I rubbed my knuckles into the sides of my face and allowed my weary eyes to close. I knew what I signed up for. I was not so naïve as to forever think I was a measly insect trapped in a spider’s web. I had bigger roles to play and responsibilities to carry. I had an old, old house full of webs to take care of.

Look at me!” she screeched, and at that moment, something hit me across the face.

I was incredibly grateful it was light and fluffy. But I grabbed the arms of the force behind the pillow and I pulled her to me. She struggled and I tightened my grip. I saw her open her mouth to continue her tyrant; I gave her a smile, and though it was wry, I hoped it was enough.

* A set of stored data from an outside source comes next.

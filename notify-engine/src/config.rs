//! Engine configuration.
//!
//! Values are layered: defaults, then an optional JSON file named by
//! `NOTIFY_CONFIG`, then individual environment variables.

use std::path::Path;
use std::time::Duration;

use serde::{Deserialize, Serialize};

use crate::dispatch::{
    BackoffTable, DEFAULT_BACKOFF_SECS, DEFAULT_MAX_ERROR_COUNT, DispatchConfig, RetryPolicy,
    WorkerPoolConfig,
};
use crate::logging::LoggingSettings;
use crate::{Error, Result};

pub const ENV_CONFIG_FILE: &str = "NOTIFY_CONFIG";
pub const ENV_WORKERS: &str = "NOTIFY_WORKERS";
pub const ENV_MAX_ERRORS: &str = "NOTIFY_MAX_ERRORS";
pub const ENV_BACKOFF_SECS: &str = "NOTIFY_BACKOFF_SECS";
pub const ENV_POLL_INTERVAL_SECS: &str = "NOTIFY_POLL_INTERVAL_SECS";
pub const ENV_DATABASE_URL: &str = "DATABASE_URL";
pub const ENV_LOG: &str = "NOTIFY_LOG";
pub const ENV_LOG_JSON: &str = "NOTIFY_LOG_JSON";

#[derive(Debug, Clone, PartialEq, Eq, Serialize, Deserialize)]
pub struct EngineConfig {
    #[serde(default = "default_worker_count")]
    pub worker_count: usize,
    #[serde(default = "default_max_error_count")]
    pub max_error_count: u32,
    /// Retry delays in seconds for the 1st, 2nd, ... failure.
    #[serde(default = "default_backoff_secs")]
    pub backoff_secs: Vec<u64>,
    #[serde(default = "default_poll_interval_secs")]
    pub poll_interval_secs: u64,
    #[serde(default = "default_database_url")]
    pub database_url: String,
    #[serde(default)]
    pub log_filter: Option<String>,
    #[serde(default)]
    pub log_json: bool,
}

fn default_worker_count() -> usize {
    1
}

fn default_max_error_count() -> u32 {
    DEFAULT_MAX_ERROR_COUNT
}

fn default_backoff_secs() -> Vec<u64> {
    DEFAULT_BACKOFF_SECS.to_vec()
}

fn default_poll_interval_secs() -> u64 {
    180
}

fn default_database_url() -> String {
    "sqlite:notify.db?mode=rwc".to_string()
}

impl Default for EngineConfig {
    fn default() -> Self {
        Self {
            worker_count: default_worker_count(),
            max_error_count: default_max_error_count(),
            backoff_secs: default_backoff_secs(),
            poll_interval_secs: default_poll_interval_secs(),
            database_url: default_database_url(),
            log_filter: None,
            log_json: false,
        }
    }
}

fn parse_env<T: std::str::FromStr>(name: &str, raw: &str) -> Result<T>
where
    T::Err: std::fmt::Display,
{
    raw.trim()
        .parse()
        .map_err(|e| Error::config(format!("{name}={raw:?}: {e}")))
}

fn parse_bool(name: &str, raw: &str) -> Result<bool> {
    match raw.trim().to_ascii_lowercase().as_str() {
        "1" | "true" | "yes" | "on" => Ok(true),
        "0" | "false" | "no" | "off" | "" => Ok(false),
        _ => Err(Error::config(format!("{name}={raw:?}: expected a boolean"))),
    }
}

impl EngineConfig {
    /// Load from the process environment.
    pub fn from_env() -> Result<Self> {
        Self::from_env_with(|name| std::env::var(name).ok())
    }

    /// Load using `lookup` for every variable.
    pub fn from_env_with(lookup: impl Fn(&str) -> Option<String>) -> Result<Self> {
        let mut config = match lookup(ENV_CONFIG_FILE) {
            Some(path) => Self::from_file(&path)?,
            None => Self::default(),
        };
        config.apply_env(lookup)?;
        Ok(config)
    }

    pub fn from_file(path: impl AsRef<Path>) -> Result<Self> {
        let path = path.as_ref();
        let raw = std::fs::read_to_string(path)
            .map_err(|e| Error::config(format!("cannot read {}: {e}", path.display())))?;
        Self::from_json(&raw)
    }

    pub fn from_json(raw: &str) -> Result<Self> {
        Ok(serde_json::from_str(raw)?)
    }

    fn apply_env(&mut self, lookup: impl Fn(&str) -> Option<String>) -> Result<()> {
        if let Some(raw) = lookup(ENV_WORKERS) {
            self.worker_count = parse_env(ENV_WORKERS, &raw)?;
        }
        if let Some(raw) = lookup(ENV_MAX_ERRORS) {
            self.max_error_count = parse_env(ENV_MAX_ERRORS, &raw)?;
        }
        if let Some(raw) = lookup(ENV_BACKOFF_SECS) {
            self.backoff_secs = raw
                .split(',')
                .filter(|part| !part.trim().is_empty())
                .map(|part| parse_env(ENV_BACKOFF_SECS, part))
                .collect::<Result<_>>()?;
        }
        if let Some(raw) = lookup(ENV_POLL_INTERVAL_SECS) {
            self.poll_interval_secs = parse_env(ENV_POLL_INTERVAL_SECS, &raw)?;
        }
        if let Some(raw) = lookup(ENV_DATABASE_URL) {
            self.database_url = raw;
        }
        if let Some(raw) = lookup(ENV_LOG) {
            self.log_filter = Some(raw);
        }
        if let Some(raw) = lookup(ENV_LOG_JSON) {
            self.log_json = parse_bool(ENV_LOG_JSON, &raw)?;
        }
        Ok(())
    }

    /// Reject configurations the engine cannot run with.
    pub fn validate(&self) -> Result<()> {
        if self.worker_count == 0 {
            return Err(Error::config("worker_count must be at least 1"));
        }
        if self.poll_interval_secs == 0 {
            return Err(Error::config("poll_interval_secs must be at least 1"));
        }
        BackoffTable::from_secs(&self.backoff_secs)?;
        Ok(())
    }

    pub fn poll_interval(&self) -> Duration {
        Duration::from_secs(self.poll_interval_secs)
    }

    pub fn dispatch_config(&self) -> Result<DispatchConfig> {
        Ok(DispatchConfig {
            retry: RetryPolicy {
                max_error_count: self.max_error_count,
                backoff: BackoffTable::from_secs(&self.backoff_secs)?,
            },
            poll_interval: self.poll_interval(),
        })
    }

    pub fn worker_pool_config(&self) -> WorkerPoolConfig {
        WorkerPoolConfig {
            worker_count: self.worker_count,
            poll_interval: self.poll_interval(),
        }
    }

    pub fn logging(&self) -> LoggingSettings {
        LoggingSettings {
            filter: self.log_filter.clone(),
            json: self.log_json,
        }
    }
}

#[cfg(test)]
mod tests {
    use super::*;
    use std::collections::HashMap;

    fn lookup(vars: &[(&str, &str)]) -> impl Fn(&str) -> Option<String> {
        let vars: HashMap<String, String> = vars
            .iter()
            .map(|(k, v)| (k.to_string(), v.to_string()))
            .collect();
        move |name| vars.get(name).cloned()
    }

    #[test]
    fn test_defaults() {
        let config = EngineConfig::default();
        assert_eq!(config.worker_count, 1);
        assert_eq!(config.max_error_count, 3);
        assert_eq!(config.backoff_secs, vec![60, 900, 7200, 86400, 259200]);
        assert_eq!(config.poll_interval_secs, 180);
        config.validate().unwrap();
    }

    #[test]
    fn test_env_overrides() {
        let config = EngineConfig::from_env_with(lookup(&[
            (ENV_WORKERS, "3"),
            (ENV_MAX_ERRORS, "5"),
            (ENV_BACKOFF_SECS, "1, 2,4"),
            (ENV_POLL_INTERVAL_SECS, "10"),
            (ENV_DATABASE_URL, "sqlite::memory:"),
            (ENV_LOG_JSON, "true"),
        ]))
        .unwrap();

        assert_eq!(config.worker_count, 3);
        assert_eq!(config.max_error_count, 5);
        assert_eq!(config.backoff_secs, vec![1, 2, 4]);
        assert_eq!(config.poll_interval(), Duration::from_secs(10));
        assert_eq!(config.database_url, "sqlite::memory:");
        assert!(config.log_json);

        let dispatch = config.dispatch_config().unwrap();
        assert_eq!(dispatch.retry.backoff.delay(3), Duration::from_secs(4));
        assert_eq!(config.worker_pool_config().worker_count, 3);
    }

    #[test]
    fn test_bad_env_value() {
        let err = EngineConfig::from_env_with(lookup(&[(ENV_WORKERS, "many")])).unwrap_err();
        assert!(matches!(err, Error::Configuration(_)));
    }

    #[test]
    fn test_json_partial() {
        let config = EngineConfig::from_json(r#"{"worker_count": 2}"#).unwrap();
        assert_eq!(config.worker_count, 2);
        assert_eq!(config.max_error_count, 3);
    }

    #[test]
    fn test_validate() {
        let mut config = EngineConfig {
            worker_count: 0,
            ..Default::default()
        };
        assert!(config.validate().is_err());

        config.worker_count = 1;
        config.poll_interval_secs = 0;
        assert!(config.validate().is_err());

        config.poll_interval_secs = 1;
        config.backoff_secs = vec![];
        assert!(config.validate().is_err());

        config.backoff_secs = vec![100, 10];
        assert!(config.validate().is_err());

        config.backoff_secs = vec![10, 100];
        assert!(config.validate().is_ok());
    }
}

She paused. And then she began to cry.

I pulled her into my arms, onto my lap and I soothed her. “It’s just the pregnancy hormones,” I lied.

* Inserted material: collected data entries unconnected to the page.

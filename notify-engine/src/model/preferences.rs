//! User and per-channel preferences.

use std::collections::BTreeMap;

use notify_params::Params;
use serde::{Deserialize, Serialize};

/// Content length hint handed to the renderer.
#[derive(
    Debug,
    Clone,
    Copy,
    Default,
    PartialEq,
    Eq,
    Hash,
    Serialize,
    Deserialize,
    strum::Display,
    strum::EnumString,
)]
#[strum(serialize_all = "SCREAMING_SNAKE_CASE")]
#[serde(rename_all = "SCREAMING_SNAKE_CASE")]
pub enum Version {
    #[default]
    Long,
    Short,
}

/// How often a push channel delivers to a user.
///
/// Only `Instant` is handled by the dispatcher; the other frequencies belong
/// to digest delivery.
#[derive(
    Debug,
    Clone,
    Copy,
    Default,
    PartialEq,
    Eq,
    Hash,
    Serialize,
    Deserialize,
    strum::Display,
    strum::EnumString,
)]
#[strum(serialize_all = "SCREAMING_SNAKE_CASE")]
#[serde(rename_all = "SCREAMING_SNAKE_CASE")]
pub enum Frequency {
    #[default]
    Instant,
    Daily,
    Weekly,
    Monthly,
}

/// Preferences of one user for one channel.
#[derive(Debug, Clone, Default, PartialEq, Serialize, Deserialize)]
pub struct ChannelPreferences {
    #[serde(default)]
    pub version: Version,
    #[serde(default)]
    pub params: Params,
}

impl ChannelPreferences {
    pub fn new() -> Self {
        Self::default()
    }

    pub fn with_defaults(defaults: &Params) -> Self {
        Self {
            version: Version::default(),
            params: Params::with_defaults(defaults),
        }
    }

    pub fn with_version(mut self, version: Version) -> Self {
        self.version = version;
        self
    }
}

/// Channel preferences of a push channel.
#[derive(Debug, Clone, Default, PartialEq, Serialize, Deserialize)]
pub struct PushChannelPreferences {
    #[serde(flatten)]
    pub channel: ChannelPreferences,
    #[serde(default)]
    pub frequency: Frequency,
}

impl PushChannelPreferences {
    pub fn new() -> Self {
        Self::default()
    }

    pub fn with_frequency(mut self, frequency: Frequency) -> Self {
        self.frequency = frequency;
        self
    }

    pub fn with_params(mut self, params: Params) -> Self {
        self.channel.params = params;
        self
    }

    pub fn params(&self) -> &Params {
        &self.channel.params
    }
}

/// All preferences of a user.
#[derive(Debug, Clone, Default, PartialEq, Serialize, Deserialize)]
pub struct Preferences {
    pub user_id: String,
    #[serde(default)]
    pub params: Params,
    /// Per push channel preferences, keyed by channel id.
    #[serde(default)]
    pub channel_prefs: BTreeMap<String, PushChannelPreferences>,
}

impl Preferences {
    pub fn new(user_id: impl Into<String>) -> Self {
        Self {
            user_id: user_id.into(),
            ..Default::default()
        }
    }

    pub fn with_channel(
        mut self,
        channel_id: impl Into<String>,
        prefs: PushChannelPreferences,
    ) -> Self {
        self.channel_prefs.insert(channel_id.into(), prefs);
        self
    }

    pub fn with_params(mut self, params: Params) -> Self {
        self.params = params;
        self
    }

    pub fn channel(&self, channel_id: &str) -> Option<&PushChannelPreferences> {
        self.channel_prefs.get(channel_id)
    }
}
//! Feed pull channel.
//!
//! Serves a user's most recent notifications as a JSON document. Feed
//! readers usually cannot authenticate, so requests carry a `secret` that
//! must match the one stored in the user's feed preferences.

use std::sync::Arc;

use async_trait::async_trait;
use notify_params::{Param, Params};
use serde::Serialize;
use tracing::{debug, warn};

use super::{Channel, PullChannel, PullError};
use crate::model::{ChannelPreferences, NotificationId, NotificationType, Preferences};
use crate::render::ContentProducer;
use crate::store::{NotificationStore, PreferencesStore};

/// Feed access secret.
pub const SECRET: Param<String> = Param::string("secret");
/// Number of entries served.
pub const AMOUNT: Param<i64> = Param::integer("amount");

pub const DEFAULT_AMOUNT: i64 = 25;
pub const MAX_AMOUNT: i64 = 100;

#[derive(Debug, Serialize)]
struct FeedEntry {
    id: Option<NotificationId>,
    template_key: String,
    created_at: String,
    subject: String,
    body: String,
}

#[derive(Debug, Serialize)]
struct FeedDocument<'a> {
    channel: &'a str,
    user_id: &'a str,
    entries: Vec<FeedEntry>,
}

pub struct FeedChannel {
    notifications: Arc<dyn NotificationStore>,
    preferences: Arc<dyn PreferencesStore>,
    producer: Arc<dyn ContentProducer>,
    types: Vec<NotificationType>,
}

impl FeedChannel {
    pub const ID: &'static str = "feed";

    /// Feed of public notifications.
    pub fn new(
        notifications: Arc<dyn NotificationStore>,
        preferences: Arc<dyn PreferencesStore>,
        producer: Arc<dyn ContentProducer>,
    ) -> Self {
        Self {
            notifications,
            preferences,
            producer,
            types: NotificationType::PUBLIC.to_vec(),
        }
    }

    pub fn with_types(mut self, types: &[NotificationType]) -> Self {
        self.types = types.to_vec();
        self
    }

    fn channel_prefs(&self, prefs: &Preferences) -> ChannelPreferences {
        prefs
            .channel(Self::ID)
            .map(|p| p.channel.clone())
            .unwrap_or_else(|| {
                PullChannel::new_default_preferences(self).unwrap_or_default()
            })
    }

    /// Requested amount, else the stored one, else the default; capped.
    fn amount(request: &Params, stored: &Params) -> usize {
        let amount = request
            .get(AMOUNT)
            .or_else(|| stored.get(AMOUNT))
            .unwrap_or(DEFAULT_AMOUNT)
            .clamp(1, MAX_AMOUNT);
        usize::try_from(amount).unwrap_or(DEFAULT_AMOUNT as usize)
    }
}

impl Channel for FeedChannel {
    fn id(&self) -> &str {
        Self::ID
    }

    fn notification_types(&self) -> &[NotificationType] {
        &self.types
    }

    fn is_configured(&self, params: &Params) -> bool {
        params.get(SECRET).is_some_and(|s| !s.is_empty())
    }
}

#[async_trait]
impl PullChannel for FeedChannel {
    fn new_default_preferences(&self) -> Option<ChannelPreferences> {
        let mut prefs = ChannelPreferences::new();
        prefs.params.set(AMOUNT, DEFAULT_AMOUNT);
        Some(prefs)
    }

    async fn pull(&self, user_id: &str, params: &Params) -> Result<String, PullError> {
        let prefs = self
            .preferences
            .get_preferences(user_id)
            .await?
            .ok_or_else(|| PullError::UnknownUser(user_id.to_string()))?;
        let channel_prefs = self.channel_prefs(&prefs);
        let amount = Self::amount(params, &channel_prefs.params);

        let recent = self
            .notifications
            .get_recent(user_id, &self.types, 0, amount)
            .await?;

        let mut entries = Vec::with_capacity(recent.len());
        for notification in &recent {
            match self
                .producer
                .produce(notification, &prefs, &channel_prefs)
                .await
            {
                Ok(dispatch) => entries.push(FeedEntry {
                    id: notification.id(),
                    template_key: notification.template_key().to_string(),
                    created_at: notification.created_at().to_rfc3339(),
                    subject: dispatch.message.subject,
                    body: dispatch.message.body,
                }),
                Err(e) => {
                    warn!(
                        notification_id = ?notification.id(),
                        user_id,
                        error = %e,
                        "Skipping feed entry that failed to render"
                    );
                }
            }
        }

        if entries.is_empty() {
            return Err(PullError::Empty(user_id.to_string()));
        }

        debug!(user_id, entries = entries.len(), "Feed rendered");
        serde_json::to_string(&FeedDocument {
            channel: Self::ID,
            user_id,
            entries,
        })
        .map_err(|e| PullError::Failed(e.to_string()))
    }

    async fn is_authorized(&self, user_id: &str, params: &Params) -> Result<bool, PullError> {
        let Some(requested) = params.get(SECRET).filter(|s| !s.is_empty()) else {
            return Ok(false);
        };
        let Some(prefs) = self.preferences.get_preferences(user_id).await? else {
            return Ok(false);
        };
        let stored = prefs
            .channel(Self::ID)
            .and_then(|p| p.params().get(SECRET));
        Ok(stored.is_some_and(|secret| secret == requested))
    }
}

#[cfg(test)]
mod tests {
    use super::*;
    use crate::model::{MessageKind, Notification, PushChannelPreferences, Version};
    use crate::render::{MemoryTemplateRenderer, NotificationRenderService};
    use crate::store::MemoryStore;

    async fn setup() -> (Arc<MemoryStore>, FeedChannel) {
        let store = Arc::new(MemoryStore::new());
        let renderer = MemoryTemplateRenderer::new();
        renderer.register(
            "news",
            Version::Long,
            MessageKind::Text,
            "Subject: News\n\nSomething happened.",
        );
        let producer = Arc::new(NotificationRenderService::new(Arc::new(renderer)));
        let channel = FeedChannel::new(store.clone(), store.clone(), producer);

        store
            .save_preferences(&Preferences::new("john").with_channel(
                FeedChannel::ID,
                PushChannelPreferences::new()
                    .with_params(Params::new().with(SECRET, "s3cret".to_string())),
            ))
            .await
            .unwrap();
        (store, channel)
    }

    #[tokio::test]
    async fn test_pull_renders_recent_public() {
        let (store, channel) = setup().await;
        for _ in 0..3 {
            let mut n = Notification::new("john", "news").with_type(NotificationType::Public);
            store.save(&mut n).await.unwrap();
        }
        let mut private = Notification::new("john", "news");
        store.save(&mut private).await.unwrap();

        let body = channel
            .pull("john", &Params::new().with(AMOUNT, 2))
            .await
            .unwrap();
        let doc: serde_json::Value = serde_json::from_str(&body).unwrap();
        assert_eq!(doc["entries"].as_array().unwrap().len(), 2);
        assert_eq!(doc["entries"][0]["subject"], "News");
    }

    #[tokio::test]
    async fn test_empty_feed_is_error() {
        let (_store, channel) = setup().await;
        assert_eq!(
            channel.pull("john", &Params::new()).await.unwrap_err(),
            PullError::Empty("john".to_string())
        );
        assert!(matches!(
            channel.pull("nobody", &Params::new()).await,
            Err(PullError::UnknownUser(_))
        ));
    }

    #[tokio::test]
    async fn test_is_authorized() {
        let (_store, channel) = setup().await;
        let ok = Params::new().with(SECRET, "s3cret".to_string());
        let bad = Params::new().with(SECRET, "guess".to_string());

        assert!(channel.is_authorized("john", &ok).await.unwrap());
        assert!(!channel.is_authorized("john", &bad).await.unwrap());
        assert!(!channel.is_authorized("john", &Params::new()).await.unwrap());
        assert!(!channel.is_authorized("nobody", &ok).await.unwrap());
    }

    #[test]
    fn test_amount_bounds() {
        let none = Params::new();
        assert_eq!(FeedChannel::amount(&none, &none), 25);
        assert_eq!(
            FeedChannel::amount(&Params::new().with(AMOUNT, 500), &none),
            100
        );
        assert_eq!(
            FeedChannel::amount(&none, &Params::new().with(AMOUNT, 10)),
            10
        );
        assert_eq!(FeedChannel::amount(&Params::new().with(AMOUNT, 0), &none), 1);
    }
}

“Post-mortem depression?” I muttered.

She laughed. It was no longer a gurgling sound behind her throat. It was loud and it was even more infectious than it had been before. She held back no emotions anymore.

“My baby!” she cooed to the pink bundle in her arms. She pulled aside a bit of fabric to reveal a baby girl with my hair and her eyes, pink cheeks and dimples.

She heard me a moment later and threw me a dirty look. “I’m a mother now.”

As if that was all the explanation there was to it. Maybe that was it. It was the glow of being a mother, the fulfillment of it. There was life.

Sometimes, I wondered if maybe I wasn’t enough love for her, because I couldn’t grant her immediate happiness like that, from the very moment she held the baby in her arms, then I remembered the baby was our baby girl and I loved her as much as her mother.

She danced because she wanted our daughter to dance. She sang because she wanted our daughter to hear it. She learned how to cook because she wanted our daughter to eat well. She took up photography because she wanted to document our daughter’s life. She laughed because she wanted our daughter to laugh too.

Sometimes, I wondered if that were enough. But I realized, slowly, she began to do those things because she wanted to.